Probably due to the inhospitality of the Gerês Mountains, the oldest signs of human presence date only from 6000 BC to 3000 BC; dolmens and other megalithic tombs remain interspersed within the region, including near Castro Laboreiro and Mourela. Human activities consisted of animal husbandry and incipient agriculture, and archaeological evidence points to the beginning of a decrease in forest cover.

The Roman Geira, a Roman road, which formerly connected the Roman civitates of Asturica Augusta and Braccara Augusta, crossed what is now the park. Long stretches of the road along the Homem River are still preserved, as are several Roman bridges and numerous millenarium markers. The Germanic tribe of the Buri accompanied the Suebi in their invasion of the Iberian Peninsula and establishment in Gallaecia (modern northern Portugal and Galicia). The Buri settled in the region between the Cávado and Homem rivers, in the area later known as Terras de Bouro (Land of the Buri). The move from the terraced cliffs and slopes to the lowland river valleys brought-on a patterned of new deforestation.

The reoccupation of mountain areas started in the 12th century, intensifying in the 16th century with the introduction of maize, beans, and potatoes from the Americas. Agricultural fields occupied former pastures, and these were displaced to more elevated areas resulting in a mosaic of fields, pastures, and forests.

The reforestation of uncultivated lands, imposed by the government in 1935, reduced the available pastures, and contributed to a rural exodus that continued after the 1950s. Yet it was still common practice for the residents of mountain communities to spend part of the year in two locations, primarily near Castro Laboreiro. From about Easter to about Christmas, residents would live in homes over 1,000 m above sea level, known as branda (from the Portuguese brando, meaning 'mild' or 'gentle'). In the remaining part of the year, these inhabitants would occupy homes in the river valley, known as inverneira (from the Portuguese inverno, meaning 'winter').
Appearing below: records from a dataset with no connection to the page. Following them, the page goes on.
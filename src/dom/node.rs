//! Node tree - elements, text, attributes and live properties.

use std::cell::{Cell, RefCell};

use super::event::ListenerEntry;

/// Handle to a node in a [`Document`]. Copyable; stays valid for the
/// document's lifetime, attached or not.
#[derive(Debug, Clone, Copy, PartialEq, Eq, Hash, PartialOrd, Ord)]
pub struct NodeId(pub(crate) usize);

pub(crate) enum NodeKind {
    Element(ElementData),
    Text(String),
}

pub(crate) struct ElementData {
    /// Lower-case tag name.
    pub(crate) tag: String,
    /// Attributes in source order. Names are lower-case.
    pub(crate) attributes: Vec<(String, String)>,
    /// Value property once written (form controls).
    pub(crate) value: Option<String>,
    /// Checkedness once written (checkbox/radio).
    pub(crate) checked: Option<bool>,
}

pub(crate) struct NodeData {
    pub(crate) kind: NodeKind,
    pub(crate) parent: Option<NodeId>,
    pub(crate) children: Vec<NodeId>,
}

// =============================================================================
// Document
// =============================================================================

/// Retained document: the rendering surface bindings write to.
///
/// All methods take `&self`; state lives behind `RefCell`s and no borrow is
/// held while user callbacks run, so listeners may freely mutate the tree.
pub struct Document {
    pub(crate) nodes: RefCell<Vec<NodeData>>,
    pub(crate) listeners: RefCell<Vec<ListenerEntry>>,
    pub(crate) next_listener: Cell<u64>,
    root: NodeId,
    body: NodeId,
}

impl Default for Document {
    fn default() -> Self {
        Self::new()
    }
}
//! State Module - Reactive component data
//!
//! Each component owns one [`ReactiveState`]. Any write through a
//! [`StateRef`] view, at any depth, fires the component's notifier, which
//! enqueues it on the render scheduler.

mod reactive;

pub use reactive::{Entry, Notify, ReactiveState, StateRef};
In 1970, the village of Vilarinho das Furnas was flooded with the construction of a dam on the Homem River. During years with low rainfall, the village ruins stands above the water, attracting a considerable number of tourists.

The creation of the national park (completed under decree no. 187/71, 8 May 1971) envisioned a planning area of mountainous spaces, in order to conserve the environment, while permitting human and natural resource activities, which would include educational, touristic and scientific projects. At heart is the conservation of soils, water, flora and fauna, in addition to the preservation of landscapes within the vast mountainous region in the northwest of Portugal.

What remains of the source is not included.